I replaced the engine with a Ford Focus 1.8L petrol engine which will be far more economical and reliable. The old engine would do 45mph and 19 to the gallon and needs a complete rebuilt every 60,000 miles!
I had to redesign everything; the dash would have been open to the engine originally and I have boxed it in now to make it weather proof. It went in reasonably straight forward even though it was half as wide again as the original and it hit the steering so I had to redesign the steering which took me about 3 months of head scratching. I have had to create a whole wiring system for it so it will run off the Focus engine; I had to re-gig the fuse box so it would do what I needed it to and it all works!
I am currently getting the lights in, door handles and all the fittings done. The original seats were completely trashed so I found some ex ministry of defence old stock, Bedford truck seats, being sold on EBay. They weren’t the exact same ones but I could make them fit. However they were black and didn’t look right in the van. So I took the covers off and sent them off to a chap who copied the pattern and he made these lovely blue and cream ones.
Originally she was green. I have used a decent brand of paint for the exterior, Dupont, it goes on quite flat and polish’s up nice and it will last, UV resistant, I wanted the longevity so paid the extra and used quality. There is about 20L of primer on there! I proxy primed the steel to make it nonporous, like they use on boats, hopefully nothing will attack the metal now. I have painted some wheels for it red and there will be some red in the sign writing to break up the blue.
R-Tech: When the van is finished what is it going to be used for?

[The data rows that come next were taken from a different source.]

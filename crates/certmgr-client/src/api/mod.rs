//! Endpoint groups of the certificate manager API.

mod dcv;
mod smime;

pub use dcv::DcvApi;
pub use smime::{CollectRequestBuilder, SmimeApi};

Trev: The idea is to go around and sell coffee and cake at vintage motor shows. My wife is mad about baking! We have got an old vintage style awning that will pull out over the side opening to keep the sun and rain off. It is red and cream striped with a scalloped edge and I have made a framework that attaches it to the van. It has a gas powered coffee machine and I have put the gas bottle inside the van that is an LPG tank and I can fill it at a petrol station. I have boxed it all off and it is vented through the floor, I didn’t want it outside the van as it looks untidy.
I wanted something unique and not something that was just hashed together so I have taken my time and got it to what I wanted. I wanted it to be a story really. We are going to start up a second YouTube channel when the van goes on the road to follow the business and my wife will do baking tutorials. We have sourced a fantastic coffee supplier and our eggs for the baking will come from a company called Cackle Bean who have these chickens on a special diet so that the eggs are almost a fluorescent orange and they make a very yellow Victoria sandwiches! We are going to use Shipton Mill flour, we are going to meet them and we will do a blog about it.
We want the romance of the thing really, get to the shows on our own steam, serve customers and then drive home. We have now got our registered trade mark ‘The Baking Bird’, my wife’s nickname is Birdie. Now we have the name registered we can get the van sign-written and get the cups printed with the logo. It is now getting to the point where it is now weeks of work not months of work so I am really looking forward to getting it finished and out on the road.